=== PROBLEM STATEMENT ===
The records below hold a stretch from the line with "filename crates/horizon-display/src/collection/session.rs" through the line with "use horizon_display_core::logging::targets;"; return exactly those lines, ends included, and nothing more.

=== RECORDS PROVIDED ===
☆ ☆ ☆ ☆
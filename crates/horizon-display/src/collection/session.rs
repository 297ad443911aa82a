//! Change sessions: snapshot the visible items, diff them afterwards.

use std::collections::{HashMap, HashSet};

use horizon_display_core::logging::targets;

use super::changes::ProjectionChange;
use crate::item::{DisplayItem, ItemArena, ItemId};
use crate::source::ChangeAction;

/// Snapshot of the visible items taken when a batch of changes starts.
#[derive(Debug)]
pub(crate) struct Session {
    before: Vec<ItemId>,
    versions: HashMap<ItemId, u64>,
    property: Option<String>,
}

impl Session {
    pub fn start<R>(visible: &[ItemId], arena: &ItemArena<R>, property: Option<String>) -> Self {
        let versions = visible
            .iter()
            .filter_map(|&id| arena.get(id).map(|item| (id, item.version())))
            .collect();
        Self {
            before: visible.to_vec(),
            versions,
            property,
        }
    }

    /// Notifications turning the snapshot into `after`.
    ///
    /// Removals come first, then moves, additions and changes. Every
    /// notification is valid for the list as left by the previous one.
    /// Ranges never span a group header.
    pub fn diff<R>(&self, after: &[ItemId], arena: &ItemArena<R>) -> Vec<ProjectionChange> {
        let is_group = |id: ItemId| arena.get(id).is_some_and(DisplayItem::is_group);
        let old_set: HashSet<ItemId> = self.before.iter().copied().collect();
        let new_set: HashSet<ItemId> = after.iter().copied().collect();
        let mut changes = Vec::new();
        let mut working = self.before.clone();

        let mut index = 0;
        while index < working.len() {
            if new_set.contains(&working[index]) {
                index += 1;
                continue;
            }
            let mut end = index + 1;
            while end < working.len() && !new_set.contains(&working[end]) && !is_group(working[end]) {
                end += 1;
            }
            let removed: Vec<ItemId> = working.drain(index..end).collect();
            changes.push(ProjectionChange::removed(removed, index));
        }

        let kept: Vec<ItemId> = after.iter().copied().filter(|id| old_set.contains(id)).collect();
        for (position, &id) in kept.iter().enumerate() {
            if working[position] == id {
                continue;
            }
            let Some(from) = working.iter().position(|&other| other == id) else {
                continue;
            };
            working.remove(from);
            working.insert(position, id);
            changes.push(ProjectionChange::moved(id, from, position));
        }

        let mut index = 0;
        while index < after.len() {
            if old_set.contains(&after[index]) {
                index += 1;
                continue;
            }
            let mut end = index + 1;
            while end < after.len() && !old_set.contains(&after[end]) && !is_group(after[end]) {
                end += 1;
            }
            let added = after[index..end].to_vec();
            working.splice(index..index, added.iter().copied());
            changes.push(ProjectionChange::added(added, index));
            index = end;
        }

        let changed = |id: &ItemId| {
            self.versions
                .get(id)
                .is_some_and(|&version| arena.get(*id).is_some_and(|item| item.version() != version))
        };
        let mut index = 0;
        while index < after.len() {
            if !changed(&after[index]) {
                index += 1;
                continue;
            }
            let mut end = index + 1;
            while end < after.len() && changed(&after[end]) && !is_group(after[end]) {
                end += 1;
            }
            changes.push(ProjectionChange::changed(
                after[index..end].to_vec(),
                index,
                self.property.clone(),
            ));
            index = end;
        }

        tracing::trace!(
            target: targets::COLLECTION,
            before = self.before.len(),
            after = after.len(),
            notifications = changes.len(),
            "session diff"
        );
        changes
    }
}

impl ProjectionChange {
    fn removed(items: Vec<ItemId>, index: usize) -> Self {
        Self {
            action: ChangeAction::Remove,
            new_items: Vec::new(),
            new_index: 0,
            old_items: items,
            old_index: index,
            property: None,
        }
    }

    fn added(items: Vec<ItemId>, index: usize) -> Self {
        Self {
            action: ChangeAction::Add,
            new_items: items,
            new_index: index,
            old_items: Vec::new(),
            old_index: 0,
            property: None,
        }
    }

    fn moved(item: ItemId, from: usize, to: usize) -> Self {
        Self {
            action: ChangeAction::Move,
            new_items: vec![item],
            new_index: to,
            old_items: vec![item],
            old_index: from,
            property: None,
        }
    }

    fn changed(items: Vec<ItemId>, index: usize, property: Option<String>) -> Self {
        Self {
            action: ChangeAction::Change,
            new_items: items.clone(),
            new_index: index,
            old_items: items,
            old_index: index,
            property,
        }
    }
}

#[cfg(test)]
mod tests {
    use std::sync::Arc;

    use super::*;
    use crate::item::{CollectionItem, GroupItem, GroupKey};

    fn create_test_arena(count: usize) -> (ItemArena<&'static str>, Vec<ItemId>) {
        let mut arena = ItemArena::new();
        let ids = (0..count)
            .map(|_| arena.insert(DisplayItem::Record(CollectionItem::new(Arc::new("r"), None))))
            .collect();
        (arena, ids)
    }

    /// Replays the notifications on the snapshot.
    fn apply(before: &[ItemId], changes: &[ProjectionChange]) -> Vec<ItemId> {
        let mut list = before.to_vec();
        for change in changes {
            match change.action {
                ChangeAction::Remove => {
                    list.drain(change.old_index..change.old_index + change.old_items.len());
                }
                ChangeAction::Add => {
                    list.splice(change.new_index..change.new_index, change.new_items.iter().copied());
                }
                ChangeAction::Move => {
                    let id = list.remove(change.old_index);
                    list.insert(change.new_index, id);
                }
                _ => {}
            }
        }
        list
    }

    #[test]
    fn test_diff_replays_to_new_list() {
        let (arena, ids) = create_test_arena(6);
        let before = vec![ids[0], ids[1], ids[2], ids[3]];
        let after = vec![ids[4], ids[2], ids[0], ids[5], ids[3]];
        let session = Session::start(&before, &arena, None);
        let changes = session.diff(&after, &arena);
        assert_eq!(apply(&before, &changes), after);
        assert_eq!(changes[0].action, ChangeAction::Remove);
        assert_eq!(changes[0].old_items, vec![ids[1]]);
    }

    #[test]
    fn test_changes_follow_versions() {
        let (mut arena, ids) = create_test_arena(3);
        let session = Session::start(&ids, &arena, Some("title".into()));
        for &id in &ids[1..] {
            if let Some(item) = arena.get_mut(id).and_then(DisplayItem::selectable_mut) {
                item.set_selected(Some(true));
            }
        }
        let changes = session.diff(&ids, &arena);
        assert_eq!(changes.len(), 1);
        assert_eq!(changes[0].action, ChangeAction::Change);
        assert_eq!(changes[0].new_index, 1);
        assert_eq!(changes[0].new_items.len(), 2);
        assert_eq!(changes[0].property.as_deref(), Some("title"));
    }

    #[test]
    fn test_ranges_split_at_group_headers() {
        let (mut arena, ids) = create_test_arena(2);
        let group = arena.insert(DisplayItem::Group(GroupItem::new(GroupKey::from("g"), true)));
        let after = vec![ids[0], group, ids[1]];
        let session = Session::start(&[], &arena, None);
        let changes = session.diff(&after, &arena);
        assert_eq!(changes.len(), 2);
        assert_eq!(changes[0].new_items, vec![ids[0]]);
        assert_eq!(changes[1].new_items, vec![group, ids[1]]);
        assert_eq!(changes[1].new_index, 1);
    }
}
☆ ☆ ☆ ☆
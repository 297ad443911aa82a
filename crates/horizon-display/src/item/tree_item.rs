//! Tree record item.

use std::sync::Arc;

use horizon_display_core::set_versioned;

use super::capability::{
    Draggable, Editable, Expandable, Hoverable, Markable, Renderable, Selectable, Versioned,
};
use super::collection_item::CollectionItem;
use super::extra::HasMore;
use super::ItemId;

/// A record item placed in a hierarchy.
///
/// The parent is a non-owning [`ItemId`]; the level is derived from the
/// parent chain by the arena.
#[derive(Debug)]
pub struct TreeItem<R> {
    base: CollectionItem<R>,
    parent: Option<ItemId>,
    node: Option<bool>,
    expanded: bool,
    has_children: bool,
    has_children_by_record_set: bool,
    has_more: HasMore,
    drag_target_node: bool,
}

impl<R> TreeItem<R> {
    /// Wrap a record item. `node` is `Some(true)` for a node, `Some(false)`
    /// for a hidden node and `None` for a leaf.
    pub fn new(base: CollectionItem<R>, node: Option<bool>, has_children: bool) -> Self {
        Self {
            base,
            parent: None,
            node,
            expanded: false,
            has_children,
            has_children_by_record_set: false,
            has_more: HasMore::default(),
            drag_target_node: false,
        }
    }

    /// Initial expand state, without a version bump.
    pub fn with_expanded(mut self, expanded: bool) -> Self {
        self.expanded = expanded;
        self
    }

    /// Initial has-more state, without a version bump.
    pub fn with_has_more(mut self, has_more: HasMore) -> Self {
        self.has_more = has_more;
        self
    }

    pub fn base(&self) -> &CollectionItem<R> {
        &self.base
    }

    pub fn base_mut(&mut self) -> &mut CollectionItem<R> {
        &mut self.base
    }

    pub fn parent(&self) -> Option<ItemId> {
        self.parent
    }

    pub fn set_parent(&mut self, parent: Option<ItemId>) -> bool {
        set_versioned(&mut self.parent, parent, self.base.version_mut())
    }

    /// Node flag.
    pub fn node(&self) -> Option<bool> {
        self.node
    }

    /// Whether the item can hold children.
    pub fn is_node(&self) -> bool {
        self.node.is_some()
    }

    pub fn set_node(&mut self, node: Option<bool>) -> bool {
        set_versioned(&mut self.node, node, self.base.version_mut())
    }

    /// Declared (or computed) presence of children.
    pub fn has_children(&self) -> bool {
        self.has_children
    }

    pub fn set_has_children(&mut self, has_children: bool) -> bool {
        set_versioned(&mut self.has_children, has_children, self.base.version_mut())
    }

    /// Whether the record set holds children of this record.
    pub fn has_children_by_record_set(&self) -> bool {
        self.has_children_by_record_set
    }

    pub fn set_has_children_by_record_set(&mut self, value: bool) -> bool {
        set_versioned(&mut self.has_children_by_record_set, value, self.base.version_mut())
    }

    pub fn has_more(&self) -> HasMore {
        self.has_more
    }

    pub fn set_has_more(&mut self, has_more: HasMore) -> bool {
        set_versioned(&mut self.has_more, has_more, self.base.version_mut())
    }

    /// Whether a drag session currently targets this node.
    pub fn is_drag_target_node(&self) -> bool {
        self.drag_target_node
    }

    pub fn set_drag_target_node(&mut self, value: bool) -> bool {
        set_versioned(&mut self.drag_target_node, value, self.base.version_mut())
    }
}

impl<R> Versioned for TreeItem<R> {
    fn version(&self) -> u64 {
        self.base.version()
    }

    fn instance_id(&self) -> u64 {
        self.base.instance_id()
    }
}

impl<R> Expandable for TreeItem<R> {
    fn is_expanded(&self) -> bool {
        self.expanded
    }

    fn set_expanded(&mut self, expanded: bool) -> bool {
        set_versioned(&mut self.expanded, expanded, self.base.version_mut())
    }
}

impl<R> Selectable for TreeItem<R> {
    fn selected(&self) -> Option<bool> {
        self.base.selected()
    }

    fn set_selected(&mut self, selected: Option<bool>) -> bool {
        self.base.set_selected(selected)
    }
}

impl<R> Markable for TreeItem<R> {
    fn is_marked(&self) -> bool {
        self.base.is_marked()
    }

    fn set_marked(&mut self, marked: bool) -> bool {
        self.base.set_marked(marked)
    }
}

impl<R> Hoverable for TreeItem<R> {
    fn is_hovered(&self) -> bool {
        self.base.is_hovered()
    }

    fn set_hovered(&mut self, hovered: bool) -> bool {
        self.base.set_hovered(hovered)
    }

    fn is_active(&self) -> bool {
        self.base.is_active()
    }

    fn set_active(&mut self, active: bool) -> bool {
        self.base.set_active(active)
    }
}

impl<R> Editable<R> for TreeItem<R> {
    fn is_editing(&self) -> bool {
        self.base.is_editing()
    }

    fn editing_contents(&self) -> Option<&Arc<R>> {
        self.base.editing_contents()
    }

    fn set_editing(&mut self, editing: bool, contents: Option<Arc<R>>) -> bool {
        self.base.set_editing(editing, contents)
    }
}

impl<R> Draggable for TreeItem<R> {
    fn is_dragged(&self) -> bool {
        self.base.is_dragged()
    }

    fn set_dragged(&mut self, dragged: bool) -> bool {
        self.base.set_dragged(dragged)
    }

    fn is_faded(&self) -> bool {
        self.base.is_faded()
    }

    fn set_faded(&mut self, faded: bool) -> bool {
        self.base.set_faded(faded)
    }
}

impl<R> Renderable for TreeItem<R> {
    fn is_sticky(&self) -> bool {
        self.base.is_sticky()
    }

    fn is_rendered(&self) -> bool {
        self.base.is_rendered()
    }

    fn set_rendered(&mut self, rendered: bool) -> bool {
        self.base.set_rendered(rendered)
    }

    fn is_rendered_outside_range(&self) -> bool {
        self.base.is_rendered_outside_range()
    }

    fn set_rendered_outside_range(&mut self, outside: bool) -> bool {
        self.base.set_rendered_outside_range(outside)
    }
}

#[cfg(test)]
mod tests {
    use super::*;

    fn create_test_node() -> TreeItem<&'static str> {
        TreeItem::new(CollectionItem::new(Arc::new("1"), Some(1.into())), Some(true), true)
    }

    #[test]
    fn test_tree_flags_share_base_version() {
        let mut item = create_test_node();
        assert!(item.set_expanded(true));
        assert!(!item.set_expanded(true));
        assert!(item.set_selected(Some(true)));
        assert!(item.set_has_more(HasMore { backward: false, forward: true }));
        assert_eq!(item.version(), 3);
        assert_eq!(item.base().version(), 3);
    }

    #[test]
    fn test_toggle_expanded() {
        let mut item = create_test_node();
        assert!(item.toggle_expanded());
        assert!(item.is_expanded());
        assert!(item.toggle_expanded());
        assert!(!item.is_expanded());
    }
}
☆ ☆ ☆ ☆
=== EXERCISE ANSWER ===
filename crates/horizon-display/src/collection/session.rs
repository 297ad443911aa82a
//! Change sessions: snapshot the visible items, diff them afterwards.

use std::collections::{HashMap, HashSet};

use horizon_display_core::logging::targets;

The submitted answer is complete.